Can you tell me, how did The Mommy Insider do her top navigation? I'm similarly curious about Go Fug Yourself (gofugyourself.typepad.com). Did they use a variation on your CSS horizontal nav bar hack, or is this some sort of image-mapped blog header imported as a .jpg?

john t unger says:

Kristen,

I can't speak for Go Fug Yourself, but yes, for the Mommy Insider I used an image mapped Blog header that I put together pretty quickly using FireWorks. Kristen had sent me the image with a text layer in .png format. I just used invisible layers to set up the link slices and used FireWorks export to HTML feature to create the image map.

kristen says:

I have got to learn Fireworks. This is high on my to do list. Thanks, John.

Jued says:

For some reason, under the current Pro version, I cannot (for the life of me) locate the 'create a new template module' you are referring to in this post.

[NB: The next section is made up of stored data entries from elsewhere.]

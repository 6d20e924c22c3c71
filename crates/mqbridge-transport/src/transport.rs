//! ---
//! mqb_section: "02-transport-boundary"
//! mqb_subsection: "module"
//! mqb_type: "source"
//! mqb_scope: "code"
//! mqb_description: "Transport handles, samples, and provider registry."
//! mqb_version: "v0.1.0"
//! mqb_owner: "tbd"
//! ---
use std::sync::Arc;

use crate::types::{ConnectionId, Destination, MessageId, OutboundSample, Sample, SubscriptionKey};
use crate::Result;

/// Callback invoked by the transport for every sample pushed to a subscriber.
pub type SampleCallback = Arc<dyn Fn(Sample) + Send + Sync>;

/// Parameters describing the reader attached by [`TransportBinding::subscriber`].
#[derive(Debug, Clone)]
pub struct SubscriberSpec {
    /// Connection the reader belongs to.
    pub connection: ConnectionId,
    /// Durable identity; samples keep queueing while no reader is attached.
    pub durable: Option<SubscriptionKey>,
}

impl SubscriberSpec {
    /// Spec for a reader that only sees samples while attached.
    pub fn transient(connection: ConnectionId) -> Self {
        Self {
            connection,
            durable: None,
        }
    }

    /// Spec for a reader bound to a durable transport-side queue.
    pub fn durable(connection: ConnectionId, key: SubscriptionKey) -> Self {
        Self {
            connection,
            durable: Some(key),
        }
    }
}

/// A transport kind able to hand out publish and subscribe handles.
pub trait TransportBinding: Send + Sync {
    /// Provider name used for logging and registry lookup.
    fn name(&self) -> &'static str;
    /// Obtain a handle publishing to `destination`.
    fn publisher(&self, destination: &Destination) -> Result<Arc<dyn PublishHandle>>;
    /// Attach a reader to `destination`.
    fn subscriber(
        &self,
        destination: &Destination,
        spec: SubscriberSpec,
    ) -> Result<Arc<dyn SubscribeHandle>>;
    /// Discard the transport-side queue of a durable subscription.
    ///
    /// Returns `false` when no such queue existed.
    fn remove_durable(&self, key: &SubscriptionKey) -> Result<bool>;
}

/// Writer side of a destination.
pub trait PublishHandle: Send + Sync {
    /// Destination samples are written to.
    fn destination(&self) -> &Destination;
    /// Publish a sample and return the identifier the transport assigned.
    fn send(&self, sample: OutboundSample) -> Result<MessageId>;
    /// Release the handle. Idempotent.
    fn close(&self);
}

/// Reader side of a destination.
///
/// Samples are pushed to the registered callback when one is installed and
/// buffered for [`SubscribeHandle::take_next`] otherwise.
pub trait SubscribeHandle: Send + Sync {
    /// Destination the reader is attached to.
    fn destination(&self) -> &Destination;
    /// Install or clear the push callback. Installing flushes buffered samples in order.
    fn on_message(&self, callback: Option<SampleCallback>);
    /// Pop the next buffered sample without blocking.
    fn take_next(&self) -> Option<Sample>;
    /// Detach the reader, handing back samples it took but did not consume.
    ///
    /// Durable and queue readers keep them for the next reader, ahead of newer
    /// samples. Topic readers drop them. Idempotent.
    fn close_returning(&self, unconsumed: Vec<Sample>);
    /// Detach the reader. Idempotent.
    fn close(&self) {
        self.close_returning(Vec::new());
    }
}
impl Session {
    pub(crate) fn open(connection: Arc<ConnectionShared>, mode: AcknowledgeMode) -> Self {
        let shared = Arc::new(SessionShared {
            id: format!("session-{}", Uuid::new_v4().simple()),
            mode,
            connection,
            ledger: Ledger::default(),
            closed: AtomicBool::new(false),
            children: Mutex::new(Children::default()),
            next_consumer: AtomicU64::new(1),
        });
        log_lifecycle_event(
            Some(&LogContext::new().with_session(&shared.id)),
            "session.open",
            &format!("session opened in {mode} mode"),
            LifecycleOutcome::Success,
        );
        Self { shared }
    }

    pub(crate) fn downgrade(&self) -> Weak<SessionShared> {
        Arc::downgrade(&self.shared)
    }

    /// Session identifier used in logs.
    pub fn id(&self) -> &str {
        &self.shared.id
    }

    /// Acknowledgement mode chosen at creation.
    pub fn acknowledge_mode(&self) -> AcknowledgeMode {
        self.shared.mode
    }

    /// Whether the session, or its connection, was closed.
    pub fn is_closed(&self) -> bool {
        self.shared.is_closed()
    }

    /// Create a producer bound to `destination`, or an unbound one when `None`.
    pub fn create_producer(&self, destination: Option<&Destination>) -> Result<MessageProducer> {
        self.shared.ensure_open()?;
        let producer = MessageProducer::open(&self.shared, destination.cloned())?;
        let mut children = self.shared.children.lock();
        children.producers.retain(|existing| !existing.is_closed());
        children.producers.push(producer.clone());
        Ok(producer)
    }

    /// Create a consumer on `destination` without selector or no-local filtering.
    pub fn create_consumer(&self, destination: &Destination) -> Result<MessageConsumer> {
        self.create_consumer_with(destination, None, false)
    }

    /// Create a consumer with an optional selector and the no-local flag.
    pub fn create_consumer_with(
        &self,
        destination: &Destination,
        selector: Option<&str>,
        no_local: bool,
    ) -> Result<MessageConsumer> {
        self.shared.ensure_open()?;
        let selector = self.shared.check_selector(selector)?;
        let connection = &self.shared.connection;
        let handle = connection
            .transport
            .subscriber(destination, SubscriberSpec::transient(connection.id))?;
        let consumer = MessageConsumer::open(
            &self.shared,
            ConsumerSettings {
                seq: self.shared.next_consumer.fetch_add(1, Ordering::Relaxed),
                destination: destination.clone(),
                selector,
                no_local,
                subscription: None,
            },
            handle,
        );
        self.shared.adopt(consumer.clone());
        Ok(consumer)
    }

    /// Create a consumer on the durable subscription `name` of `topic`.
    pub fn create_durable_consumer(
        &self,
        topic: &Destination,
        name: &str,
    ) -> Result<MessageConsumer> {
        self.create_durable_consumer_with(topic, name, None, false)
    }

    /// Create a durable consumer with an optional selector and the no-local flag.
    ///
    /// The subscription record is created on first use. Reopening it with a
    /// different topic, selector, or no-local flag fails, as does opening a
    /// name another open consumer holds.
    pub fn create_durable_consumer_with(
        &self,
        topic: &Destination,
        name: &str,
        selector: Option<&str>,
        no_local: bool,
    ) -> Result<MessageConsumer> {
        self.shared.ensure_open()?;
        let connection = &self.shared.connection;
        let client_id = connection
            .client_id
            .clone()
            .ok_or(BridgeError::MissingClientId)?;
        if !topic.is_topic() {
            return Err(BridgeError::NotATopic(topic.clone()));
        }
        let selector = self.shared.check_selector(selector)?;
        let key = SubscriptionKey::new(client_id, name);

        connection.claim_durable(name)?;
        match self.shared.open_durable(topic, key, selector, no_local) {
            Ok(consumer) => {
                self.shared.adopt(consumer.clone());
                Ok(consumer)
            }
            Err(err) => {
                connection.release_durable(name);
                Err(err)
            }
        }
    }

    /// Delete the durable subscription `name` and its transport-side queue.
    ///
    /// Fails while a consumer holds the name.
    pub fn unsubscribe(&self, name: &str) -> Result<()> {
        self.shared.ensure_open()?;
        let connection = &self.shared.connection;
        let client_id = connection
            .client_id
            .clone()
            .ok_or(BridgeError::MissingClientId)?;
        let key = SubscriptionKey::new(client_id, name);

        let active = connection.durable_names();
        if active.contains(name) {
            return Err(BridgeError::SubscriptionInUse(name.to_owned()));
        }
        let removed_record = connection.store.unsubscribe(&key)?;
        let removed_queue = connection.transport.remove_durable(&key)?;
        drop(active);

        if !removed_record && !removed_queue {
            return Err(BridgeError::UnknownSubscription(name.to_owned()));
        }
        let subscription = key.to_string();
        log_lifecycle_event(
            Some(
                &LogContext::new()
                    .with_session(&self.shared.id)
                    .with_subscription(&subscription),
            ),
            "session.unsubscribe",
            "durable subscription removed",
            LifecycleOutcome::Success,
        );
        Ok(())
    }

    /// Acknowledge every unacknowledged delivery of the session, in delivery
    /// order. Only meaningful in CLIENT mode; a no-op otherwise.
    pub fn acknowledge(&self) -> Result<()> {
        self.shared.acknowledge()
    }

    /// Stop acknowledging pending deliveries and hand them to their consumers
    /// again, marked redelivered.
    pub fn recover(&self) -> Result<()> {
        self.shared.recover()
    }

    /// Number of delivered-but-unacknowledged messages.
    pub fn unacknowledged_count(&self) -> usize {
        self.shared.ledger.len()
    }

    /// Close every child and discard the ledger. Idempotent.
    pub fn close(&self) {
        self.shared.close();
    }
}
//! ---
//! mqb_section: "01-core-functionality"
//! mqb_subsection: "module"
//! mqb_type: "source"
//! mqb_scope: "code"
//! mqb_description: "Shared configuration and tracing primitives."
//! mqb_version: "v0.1.0"
//! mqb_owner: "tbd"
//! ---
use std::fs;
use std::path::{Path, PathBuf};
use std::time::Duration;

use anyhow::{anyhow, Context, Result};
use serde::{Deserialize, Serialize};
use serde_with::{serde_as, DurationMilliSeconds};
use tracing::debug;

use crate::logging::LogFormat;

fn default_transport_kind() -> String {
    "in_memory".to_owned()
}

fn default_store_directory() -> PathBuf {
    PathBuf::from("target/subscriptions")
}

fn default_dups_ok_batch() -> usize {
    32
}

fn default_receive_timeout() -> Duration {
    Duration::from_secs(1)
}

fn default_logging_directory() -> PathBuf {
    PathBuf::from("target/logs")
}

fn default_log_format() -> LogFormat {
    LogFormat::StructuredJson
}

fn default_metrics_enabled() -> bool {
    true
}

/// Primary configuration object for a bridge process.
#[derive(Debug, Clone, Default, Serialize, Deserialize)]
pub struct BridgeConfig {
    /// Client identity used for durable subscriptions.
    #[serde(default)]
    pub client_id: Option<String>,
    #[serde(default)]
    pub transport: TransportConfig,
    #[serde(default)]
    pub store: StoreConfig,
    #[serde(default)]
    pub session: SessionConfig,
    #[serde(default)]
    pub logging: LoggingConfig,
    #[serde(default)]
    pub metrics: MetricsConfig,
}

/// Metadata describing where a [`BridgeConfig`] was loaded from.
#[derive(Debug, Clone)]
pub struct LoadedBridgeConfig {
    pub config: BridgeConfig,
    pub source: PathBuf,
}

impl BridgeConfig {
    pub const ENV_CONFIG_PATH: &str = "MQBRIDGE_CONFIG";

    /// Load configuration from disk, respecting the `MQBRIDGE_CONFIG` override.
    pub fn load<P: AsRef<Path>>(candidates: &[P]) -> Result<Self> {
        Ok(Self::load_with_source(candidates)?.config)
    }

    /// Load configuration from disk together with the effective source path.
    pub fn load_with_source<P: AsRef<Path>>(candidates: &[P]) -> Result<LoadedBridgeConfig> {
        if let Ok(env_path) = std::env::var(Self::ENV_CONFIG_PATH) {
            if !env_path.trim().is_empty() {
                let path = PathBuf::from(env_path);
                let config = Self::from_path(&path)?;
                return Ok(LoadedBridgeConfig {
                    config,
                    source: path,
                });
            }
        }

        for candidate in candidates {
            if candidate.as_ref().exists() {
                let path = candidate.as_ref().to_path_buf();
                let config = Self::from_path(&path)?;
                return Ok(LoadedBridgeConfig {
                    config,
                    source: path,
                });
            }
        }

        Err(anyhow!(
            "no configuration files found. inspected: {}",
            candidates
                .iter()
                .map(|p| p.as_ref().display().to_string())
                .collect::<Vec<_>>()
                .join(", ")
        ))
    }

    /// Read and validate a single configuration file.
    pub fn from_path(path: &Path) -> Result<Self> {
        debug!(config_path = %path.display(), "loading configuration");
        let contents = fs::read_to_string(path)
            .with_context(|| format!("unable to read config file {}", path.display()))?;
        let config = toml::from_str::<BridgeConfig>(&contents)
            .with_context(|| format!("failed to parse config file {}", path.display()))?;
        config.validate()?;
        Ok(config)
    }

    /// Validate structural invariants.
    pub fn validate(&self) -> Result<()> {
        if let Some(client_id) = &self.client_id {
            if client_id.trim().is_empty() {
                return Err(anyhow!("client_id must not be blank"));
            }
        }
        if self.transport.kind.trim().is_empty() {
            return Err(anyhow!("transport.kind must name a registered transport"));
        }
        if self.session.dups_ok_batch == 0 {
            return Err(anyhow!("session.dups_ok_batch must be at least 1"));
        }
        self.store.validate()?;
        Ok(())
    }
}

impl std::str::FromStr for BridgeConfig {
    type Err = anyhow::Error;

    fn from_str(content: &str) -> std::result::Result<Self, Self::Err> {
        let config: BridgeConfig =
            toml::from_str(content).with_context(|| "failed to parse configuration")?;
        config.validate()?;
        Ok(config)
    }
}

#[derive(Debug, Clone, Serialize, Deserialize)]
pub struct TransportConfig {
    #[serde(default = "default_transport_kind")]
    pub kind: String,
    /// Samples each topic retains for replay into new durable queues.
    #[serde(default)]
    pub history_depth: usize,
}

impl Default for TransportConfig {
    fn default() -> Self {
        Self {
            kind: default_transport_kind(),
            history_depth: 0,
        }
    }
}

/// Backing medium for durable subscription records.
#[derive(Debug, Clone, Copy, Serialize, Deserialize, PartialEq, Eq, Default)]
#[serde(rename_all = "lowercase")]
pub enum StoreKind {
    #[default]
    Memory,
    File,
}

#[derive(Debug, Clone, Serialize, Deserialize)]
pub struct StoreConfig {
    #[serde(default)]
    pub kind: StoreKind,
    #[serde(default = "default_store_directory")]
    pub directory: PathBuf,
}

impl Default for StoreConfig {
    fn default() -> Self {
        Self {
            kind: StoreKind::Memory,
            directory: default_store_directory(),
        }
    }
}

impl StoreConfig {
    pub fn validate(&self) -> Result<()> {
        if self.kind == StoreKind::File && self.directory.as_os_str().is_empty() {
            return Err(anyhow!("store.directory is required for the file store"));
        }
        if self.kind == StoreKind::File && self.directory.is_file() {
            return Err(anyhow!(
                "store.directory {} is a file, expected a directory",
                self.directory.display()
            ));
        }
        Ok(())
    }
}

#[serde_as]
#[derive(Debug, Clone, Serialize, Deserialize)]
pub struct SessionConfig {
    /// Deliveries a DUPS_OK session accumulates before acknowledging them.
    #[serde(default = "default_dups_ok_batch")]
    pub dups_ok_batch: usize,
    /// Wait applied by tools that poll consumers with a timeout.
    #[serde(default = "default_receive_timeout", rename = "receive_timeout_ms")]
    #[serde_as(as = "DurationMilliSeconds<u64>")]
    pub receive_timeout: Duration,
}

impl Default for SessionConfig {
    fn default() -> Self {
        Self {
            dups_ok_batch: default_dups_ok_batch(),
            receive_timeout: default_receive_timeout(),
        }
    }
}

#[derive(Debug, Clone, Serialize, Deserialize)]
pub struct LoggingConfig {
    #[serde(default = "default_logging_directory")]
    pub directory: PathBuf,
    #[serde(default = "default_log_format")]
    pub format: LogFormat,
    #[serde(default)]
    pub file_prefix: Option<String>,
}

impl Default for LoggingConfig {
    fn default() -> Self {
        Self {
            directory: default_logging_directory(),
            format: default_log_format(),
            file_prefix: None,
        }
    }
}

#[derive(Debug, Clone, Serialize, Deserialize)]
pub struct MetricsConfig {
    #[serde(default = "default_metrics_enabled")]
    pub enabled: bool,
}

impl Default for MetricsConfig {
    fn default() -> Self {
        Self {
            enabled: default_metrics_enabled(),
        }
    }
}

#[cfg(test)]
mod tests {
    use super::*;

    #[test]
    fn empty_document_uses_defaults() {
        let config: BridgeConfig = "".parse().unwrap();
        assert!(config.client_id.is_none());
        assert_eq!(config.transport.kind, "in_memory");
        assert_eq!(config.store.kind, StoreKind::Memory);
        assert_eq!(config.session.dups_ok_batch, 32);
        assert_eq!(config.session.receive_timeout, Duration::from_secs(1));
        assert!(config.metrics.enabled);
    }

    #[test]
    fn full_document_parses() {
        let config: BridgeConfig = r#"
            client_id = "orders-service"

            [transport]
            kind = "in_memory"
            history_depth = 16

            [store]
            kind = "file"
            directory = "/var/lib/mqbridge/subscriptions"

            [session]
            dups_ok_batch = 8
            receive_timeout_ms = 250

            [logging]
            format = "pretty"
            file_prefix = "bridge"

            [metrics]
            enabled = false
        "#
        .parse()
        .unwrap();

        assert_eq!(config.client_id.as_deref(), Some("orders-service"));
        assert_eq!(config.transport.history_depth, 16);
        assert_eq!(config.store.kind, StoreKind::File);
        assert_eq!(config.session.dups_ok_batch, 8);
        assert_eq!(config.session.receive_timeout, Duration::from_millis(250));
        assert_eq!(config.logging.format, LogFormat::Pretty);
        assert!(!config.metrics.enabled);
    }

    #[test]
    fn validation_rejects_bad_values() {
        assert!("[session]\ndups_ok_batch = 0".parse::<BridgeConfig>().is_err());
        assert!("client_id = \"  \"".parse::<BridgeConfig>().is_err());
        assert!("[transport]\nkind = \"\"".parse::<BridgeConfig>().is_err());
        assert!("[store]\nkind = \"file\"\ndirectory = \"\"".parse::<BridgeConfig>().is_err());
    }

    #[test]
    fn load_reads_first_existing_candidate() {
        let dir = tempfile::tempdir().unwrap();
        let path = dir.path().join("bridge.toml");
        fs::write(&path, "client_id = \"from-file\"").unwrap();
        let missing = dir.path().join("missing.toml");

        let loaded = BridgeConfig::load_with_source(&[missing.clone(), path.clone()]).unwrap();
        assert_eq!(loaded.source, path);
        assert_eq!(loaded.config.client_id.as_deref(), Some("from-file"));

        assert!(BridgeConfig::load(&[missing]).is_err());
    }
}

All I see is Change Theme, Change Layout, Select Content, Order Content and Edit Custom CSS.

Is this information only pertinent to an older version of typepad ?

P.S. Really digging this TypepadHacks Website. Keep up the Great Work.

J

Jued says:

Okay - that works just as explained....
DooH! - I needed to convert my template to 'Advanced' mode first, then it was very easy to access the files mentioned above.

-Cheers!

Jued says:

So this Navigational ONLY appears on the FRONT page.

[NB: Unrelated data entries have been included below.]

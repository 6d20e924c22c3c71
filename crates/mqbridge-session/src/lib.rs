//! ---
//! mqb_section: "04-session-core"
//! mqb_subsection: "module"
//! mqb_type: "source"
//! mqb_scope: "code"
//! mqb_description: "Session, consumer, and producer delivery core."
//! mqb_version: "v0.1.0"
//! mqb_owner: "tbd"
//! ---
//! Client messaging contract over the mqbridge transport.
//!
//! A [`Connection`] owns sessions. Each [`Session`] owns an acknowledgement
//! ledger shared by the consumers and producers it created, and decides when
//! ledger entries are cleared according to its [`AcknowledgeMode`]. Durable
//! consumers consult the connection's subscription store so that an
//! acknowledged message identifier never reaches the application twice.
#![warn(missing_docs)]

use mqbridge_durable::StoreError;
use mqbridge_transport::{Destination, TransportError};

pub mod connection;
pub mod consumer;
mod ledger;
pub mod message;
pub mod metrics;
pub mod producer;
pub mod selector;
pub mod session;

/// Result alias used across the session core.
pub type Result<T> = std::result::Result<T, BridgeError>;

/// Errors raised by connections, sessions, consumers, and producers.
///
/// Usage errors carry the exact text of the client messaging contract.
#[derive(Debug, thiserror::Error)]
pub enum BridgeError {
    /// Delivery mode outside `{PERSISTENT, NON_PERSISTENT}`.
    #[error("Illegal deliveryMode: {0}.")]
    IllegalDeliveryMode(i32),
    /// Priority outside `0..=9`.
    #[error("Illegal priority: {0}.")]
    IllegalPriority(i32),
    /// Negative time to live.
    #[error("Illegal timeToLive: {0}.")]
    IllegalTimeToLive(i64),
    /// Bound-destination send on an unbound producer.
    #[error("This MessageProducer is created without a Destination.")]
    ProducerWithoutDestination,
    /// Explicit-destination send on a bound producer.
    #[error("This MessageProducer is created with a Destination.")]
    ProducerWithDestination,
    /// Producer used after close.
    #[error("This MessageProducer is closed.")]
    ProducerClosed,
    /// Consumer used after close.
    #[error("This MessageConsumer is closed.")]
    ConsumerClosed,
    /// Synchronous receive while asynchronous delivery is enabled.
    #[error("A MessageListener is set on this MessageConsumer.")]
    ListenerActive,
    /// Session used after close.
    #[error("This Session is closed.")]
    SessionClosed,
    /// Connection used after close.
    #[error("This Connection is closed.")]
    ConnectionClosed,
    /// Durable subscription name held by an open consumer.
    #[error("Durable subscription {0} is in use.")]
    SubscriptionInUse(String),
    /// Durable subscription exists with different parameters.
    #[error("Durable subscription {name} is in use with different parameters: {reason}.")]
    SubscriptionMismatch {
        /// Subscription name.
        name: String,
        /// Which parameter differs.
        reason: String,
    },
    /// Unsubscribe of a name with no record.
    #[error("Durable subscription {0} does not exist.")]
    UnknownSubscription(String),
    /// Durable operations need a client identity on the connection.
    #[error("A client identity is required for durable subscriptions.")]
    MissingClientId,
    /// Durable consumers can only be created on topics.
    #[error("Durable subscriptions require a topic, got {0}.")]
    NotATopic(Destination),
    /// A selector was supplied but no evaluator is configured.
    #[error("Message selectors are not supported by this connection.")]
    SelectorUnsupported,
    /// The selector evaluator rejected a selector or failed to evaluate it.
    #[error("Invalid selector: {0}")]
    Selector(String),
    /// Send or subscribe failure from the transport binding.
    #[error(transparent)]
    Transport(#[from] TransportError),
    /// Durable store failure during duplicate check or acknowledgement.
    #[error("persistence failure: {0}")]
    Persistence(#[from] StoreError),
    /// Message content could not be encoded or decoded.
    #[error("message format error: {0}")]
    Format(#[from] serde_cbor::Error),
    /// Metric registration failed.
    #[error("metrics error: {0}")]
    Metrics(#[from] prometheus::Error),
}

pub use connection::{Connection, ConnectionBuilder, ExceptionListener};
pub use consumer::{MessageConsumer, MessageListener};
pub use message::{Message, MessageBody, PropertyValue};
pub use metrics::BridgeMetrics;
pub use producer::MessageProducer;
pub use selector::SelectorEvaluator;
pub use session::{AcknowledgeMode, Session};

pub use mqbridge_transport::{DeliveryMode, MessageId};

#[cfg(test)]
mod tests {
    use super::*;

    #[test]
    fn usage_errors_render_contract_text() {
        assert_eq!(
            BridgeError::IllegalDeliveryMode(0).to_string(),
            "Illegal deliveryMode: 0."
        );
        assert_eq!(
            BridgeError::IllegalPriority(10).to_string(),
            "Illegal priority: 10."
        );
        assert_eq!(
            BridgeError::IllegalTimeToLive(-1).to_string(),
            "Illegal timeToLive: -1."
        );
        assert_eq!(
            BridgeError::ProducerClosed.to_string(),
            "This MessageProducer is closed."
        );
        assert_eq!(
            BridgeError::ConsumerClosed.to_string(),
            "This MessageConsumer is closed."
        );
    }
}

How about including it on all pages?

I'm a Newbie to this (carrot)MT$______(end/carrot> Stuff . . . . . .

kristen says:

Hi John,

I've been teaching myself to make image mapped banners, and so far so good - except that I can't get it to show up. I used Typepad's instructions for adding the custom CSS to my Stylesheet so that I can replace the default .gif with my image mapped html (uploaded to the File Manager). However, when I hit Publish I just get white space. Is there something else I should be doing, code-wise?

I can't find an answer to this anywhere.

Thanks.

Katie Konrath says:

Would this hack work also for Flash banners?

Mike May says:

Hey John-

Great hack. I've got it installed into a test site now before it goes live on my main site. Here's the test site:

http://mdotmay.typepad.com/gj3/

Do you know of a way to center the ad space in the space above the header image? The image is 870 pixels wide.

Altnernatively, is there a way to add a second image in the space next to the Leaderboard space, to fill the gap between the 728 and 870 pixels?